“Las ideologías –decía el célebre periodista vasco Jon Sistiaga en su programa Tabú– sacan lo peor de los seres humanos y los convierten en malos. No todo alemán era malo, pero sí lo era el que se convenció a través del nazismo de que era una necesidad vital eliminar a los judíos más que llevar a su hijo hasta la universidad… (pero) se puede apelar a la capacidad de resistencia de los seres humanos para no caer en la perversidad de algunas ideologías”. Paralelo a eso, decía: “La mitomanía es un defecto más común de lo que se cree. Lo peligroso de ese tipo de persona es que, a fuerza de decir tantas mentiras, terminan por creerse ellos mismos”.
Recuerdo a Sistiaga mientras escucho las embestidas contra la inteligencia de los puertorriqueños con que se deleitan algunos portavoces inoficiosos de la oposición ideológica que acapara hoy los espacios vitales de las tantas ocasiones mal usadas redes sociales, e incluso en uno que otro espacio de la industria del “análisis radial”. Lo que ha sacado de esos personeros el huracán María ha colmado la copa de la “perversidad de algunas ideologías” y de la mitomanía (tendencia morbosa a desfigurar, engrandeciéndola, la realidad de lo que se dice, apunta el diccionario) de que hablaba Sistiaga.

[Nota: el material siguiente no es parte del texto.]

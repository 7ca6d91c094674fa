//! Typed feature rows and the tabular frame fed to preprocessing.
//!
//! Each consumer has a fixed key set:
//!
//! | Consumer    | Categorical                        | Numerical |
//! |-------------|------------------------------------|-----------|
//! | predictor   | transit_station, access_mode       | commute_minutes, floor, building_floors, room_count, total_area, living_area, kitchen_area |
//! | recommender | transit_station, access_mode       | price, commute_minutes, room_count, total_area |
//!
//! Missing optional areas become `0.0`. No row is ever dropped here.

use ndarray::{Array2, Axis};
use serde::{Deserialize, Serialize};

use crate::dataset::PropertyRecord;
use crate::preprocessing::PreprocessingError;

/// A row type with a fixed categorical / numerical column layout.
pub trait FeatureRow {
    /// Names of the categorical columns, in output order.
    const CATEGORICAL: &'static [&'static str];
    /// Names of the numerical columns, in output order.
    const NUMERICAL: &'static [&'static str];

    fn categorical_values(&self) -> Vec<String>;
    fn numerical_values(&self) -> Vec<f64>;
}

/// Inputs of the price model. Also the shape of a prediction request.
#[derive(Clone, Debug, PartialEq, Serialize, Deserialize)]
pub struct PriceFeatures {
    pub transit_station: String,
    pub access_mode: String,
    pub commute_minutes: f64,
    pub floor: f64,
    pub building_floors: f64,
    pub room_count: f64,
    pub total_area: f64,
    #[serde(default)]
    pub living_area: Option<f64>,
    #[serde(default)]
    pub kitchen_area: Option<f64>,
}

impl PriceFeatures {
    /// Reject non-finite numerical inputs.
    pub fn validate(&self) -> Result<(), PreprocessingError> {
        for (name, value) in Self::NUMERICAL.iter().zip(self.numerical_values()) {
            if !value.is_finite() {
                return Err(PreprocessingError::NonFinite {
                    column: name.to_string(),
                });
            }
        }
        Ok(())
    }
}

impl From<&PropertyRecord> for PriceFeatures {
    fn from(record: &PropertyRecord) -> Self {
        Self {
            transit_station: record.transit_station.clone(),
            access_mode: record.access_mode.clone(),
            commute_minutes: record.commute_minutes,
            floor: record.floor,
            building_floors: record.building_floors,
            room_count: record.room_count,
            total_area: record.total_area,
            living_area: record.living_area,
            kitchen_area: record.kitchen_area,
        }
    }
}

impl FeatureRow for PriceFeatures {
    const CATEGORICAL: &'static [&'static str] = &["transit_station", "access_mode"];
    const NUMERICAL: &'static [&'static str] = &[
        "commute_minutes",
        "floor",
        "building_floors",
        "room_count",
        "total_area",
        "living_area",
        "kitchen_area",
    ];

    fn categorical_values(&self) -> Vec<String> {
        vec![self.transit_station.clone(), self.access_mode.clone()]
    }

    fn numerical_values(&self) -> Vec<f64> {
        vec![
            self.commute_minutes,
            self.floor,
            self.building_floors,
            self.room_count,
            self.total_area,
            self.living_area.unwrap_or(0.0),
            self.kitchen_area.unwrap_or(0.0),
        ]
    }
}

/// Inputs of the similarity index. The price is a feature here.
#[derive(Clone, Debug, PartialEq, Serialize, Deserialize)]
pub struct SimilarityFeatures {
    pub transit_station: String,
    pub access_mode: String,
    pub price: f64,
    pub commute_minutes: f64,
    pub room_count: f64,
    pub total_area: f64,
}

impl From<&PropertyRecord> for SimilarityFeatures {
    fn from(record: &PropertyRecord) -> Self {
        Self {
            transit_station: record.transit_station.clone(),
            access_mode: record.access_mode.clone(),
            price: record.price,
            commute_minutes: record.commute_minutes,
            room_count: record.room_count,
            total_area: record.total_area,
        }
    }
}

impl FeatureRow for SimilarityFeatures {
    const CATEGORICAL: &'static [&'static str] = &["transit_station", "access_mode"];
    const NUMERICAL: &'static [&'static str] =
        &["price", "commute_minutes", "room_count", "total_area"];

    fn categorical_values(&self) -> Vec<String> {
        vec![self.transit_station.clone(), self.access_mode.clone()]
    }

    fn numerical_values(&self) -> Vec<f64> {
        vec![
            self.price,
            self.commute_minutes,
            self.room_count,
            self.total_area,
        ]
    }
}

/// Column-split table of feature rows.
///
/// Categorical and numerical columns are stored in separate matrices so each
/// preprocessing branch can take its block without copying the other.
#[derive(Clone, Debug, PartialEq)]
pub struct FeatureFrame {
    categorical_names: &'static [&'static str],
    numerical_names: &'static [&'static str],
    categorical: Array2<String>,
    numerical: Array2<f64>,
}

impl FeatureFrame {
    /// Build a frame with one row per input row.
    pub fn from_rows<R: FeatureRow>(rows: &[R]) -> Self {
        let n_cat = R::CATEGORICAL.len();
        let n_num = R::NUMERICAL.len();

        // Implementors return exactly one value per declared column.
        let cat_rows: Vec<Vec<String>> = rows.iter().map(|r| r.categorical_values()).collect();
        let num_rows: Vec<Vec<f64>> = rows.iter().map(|r| r.numerical_values()).collect();

        Self {
            categorical_names: R::CATEGORICAL,
            numerical_names: R::NUMERICAL,
            categorical: Array2::from_shape_fn((rows.len(), n_cat), |(r, c)| {
                cat_rows[r][c].clone()
            }),
            numerical: Array2::from_shape_fn((rows.len(), n_num), |(r, c)| num_rows[r][c]),
        }
    }

    /// A single-row frame.
    pub fn from_row<R: FeatureRow>(row: &R) -> Self {
        Self::from_rows(std::slice::from_ref(row))
    }

    /// A new frame holding the given rows, in the given order.
    pub fn select_rows(&self, rows: &[usize]) -> Self {
        Self {
            categorical_names: self.categorical_names,
            numerical_names: self.numerical_names,
            categorical: self.categorical.select(Axis(0), rows),
            numerical: self.numerical.select(Axis(0), rows),
        }
    }

    pub fn n_rows(&self) -> usize {
        self.numerical.nrows()
    }

    pub fn categorical(&self) -> &Array2<String> {
        &self.categorical
    }

    pub fn numerical(&self) -> &Array2<f64> {
        &self.numerical
    }

    pub fn categorical_names(&self) -> &'static [&'static str] {
        self.categorical_names
    }

    pub fn numerical_names(&self) -> &'static [&'static str] {
        self.numerical_names
    }
}

#[cfg(test)]
mod tests {
    use super::*;
    use crate::dataset::fixtures::listing;

    #[test]
    fn test_price_features_default_missing_areas_to_zero() {
        let mut record = listing(3);
        record.living_area = None;
        record.kitchen_area = None;
        let features = PriceFeatures::from(&record);

        let values = features.numerical_values();
        assert_eq!(values.len(), PriceFeatures::NUMERICAL.len());
        assert_eq!(values[5], 0.0);
        assert_eq!(values[6], 0.0);
    }

    #[test]
    fn test_similarity_features_carry_price() {
        let record = listing(1);
        let features = SimilarityFeatures::from(&record);
        assert_eq!(features.numerical_values()[0], record.price);
    }

    #[test]
    fn test_frame_shape_matches_rows() {
        let rows: Vec<PriceFeatures> = (0..5).map(|i| PriceFeatures::from(&listing(i))).collect();
        let frame = FeatureFrame::from_rows(&rows);

        assert_eq!(frame.n_rows(), 5);
        assert_eq!(frame.categorical().dim(), (5, 2));
        assert_eq!(frame.numerical().dim(), (5, 7));
        assert_eq!(frame.categorical()[[2, 0]], rows[2].transit_station);
    }

    #[test]
    fn test_empty_frame_keeps_column_count() {
        let frame = FeatureFrame::from_rows::<SimilarityFeatures>(&[]);
        assert_eq!(frame.n_rows(), 0);
        assert_eq!(frame.numerical().ncols(), 4);
    }

    #[test]
    fn test_select_rows_reorders() {
        let rows: Vec<PriceFeatures> = (0..4).map(|i| PriceFeatures::from(&listing(i))).collect();
        let frame = FeatureFrame::from_rows(&rows);
        let picked = frame.select_rows(&[3, 0]);

        assert_eq!(picked.n_rows(), 2);
        assert_eq!(picked.numerical()[[0, 4]], rows[3].total_area);
        assert_eq!(picked.numerical()[[1, 4]], rows[0].total_area);
    }

    #[test]
    fn test_request_rejects_missing_required_key() {
        let json = r#"{"transit_station": "Sokol", "access_mode": "walk", "floor": 2}"#;
        assert!(serde_json::from_str::<PriceFeatures>(json).is_err());
    }

    #[test]
    fn test_request_accepts_missing_optional_areas() {
        let json = r#"{
            "transit_station": "Sokol", "access_mode": "walk", "commute_minutes": 7,
            "floor": 2, "building_floors": 9, "room_count": 1, "total_area": 33.5
        }"#;
        let request: PriceFeatures = serde_json::from_str(json).unwrap();
        assert_eq!(request.living_area, None);
        assert!(request.validate().is_ok());
    }

    #[test]
    fn test_validate_rejects_non_finite() {
        let mut request = PriceFeatures::from(&listing(0));
        request.total_area = f64::INFINITY;
        assert!(matches!(
            request.validate(),
            Err(PreprocessingError::NonFinite { ref column }) if column == "total_area"
        ));
    }
}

Para no decir de quienes se cantan “expertos”, de la física a la astronáutica, para retar toda decisión gubernamental y, como expertos en todo, “asegurar” que el proceso de restauración ha sido “otro desastre” (palabras textuales de uno de ellos), que se debió haber hecho así o asao. Quien, sin haber estado en Puerto Rico durante el azote del huracán María, haya escuchado los “análisis” de tales comentaristas –producto de sus propias elucubraciones de la noche previa– alrededor de los trabajos de recuperación y restauración por parte del gobierno tras el paso del huracán, podría pensar que lo que pasó por aquí el miércoles 20 de septiembre fue un fuerte aguacero que tumbó un par de árboles y uno que otro poste.
El huracán María ha sido, probado con evidencia contundente e histórica, el evento más dramático y desolador que haya sufrido Puerto Rico en más de un siglo; el desastre natural más grande y devastador en la historia de Estados Unidos. Ha sido la prueba más dura que haya enfrentado un gobernador de Puerto Rico, incluidos los 147 españoles, los 15 estadounidenses y el puertorriqueño Jesús T. Piñero de designación presidencial, y los 11 elegidos por los puertorriqueños.
En casi tres meses, el gobernador Ricardo Rosselló ha enfrentado retos y tomado decisiones más trascendentales y efectivas que las que tomaron todos los gobernadores elegidos antes que él, en todo un cuatrienio completo y ante situaciones mucho menos graves. Ha demostrado, dentro de la catástrofe sin precedente y la insidia de la oposición ideológica, una capacidad también sin precedente que evidencian, en tan sólo 90 días, los significativos avances de restauración tras un huracán que dejó la Isla totalmente a oscuras; destruyó total o parcialmente 472,000 unidades de vivienda; tumbó tres cuartas partes de todas las subestaciones eléctricas; destrozó toda la red de telecomunicaciones; arrasó con las plantaciones agrícolas y desoló el comercio, la industria y todo el nervio vital de la economía.
Nada más hay que echar una mirada al enero de 2017 que dio la bienvenida al gobernador y su equipo de trabajo, para entender la ciclópea tarea a que ha tenido que dedicar sus 24/7 la actual administración de gobierno: María fue una adición a la agenda que iba en marcha para sacar las finanzas públicas del hoyo negro a que fueron lanzadas a través de políticas públicas erradas, consecuencia de la improvisación y la negligencia en la operación gubernamental, de la que bastaría un solo ejemplo: la Autoridad de Energía Eléctrica, devastada mucho antes de la llegada de María.
Menos mal que la inmensa mayoría de los puertorriqueños contiene en sí la gran capacidad de resistencia que les permite distinguir entre la realidad y la perversidad ideológica.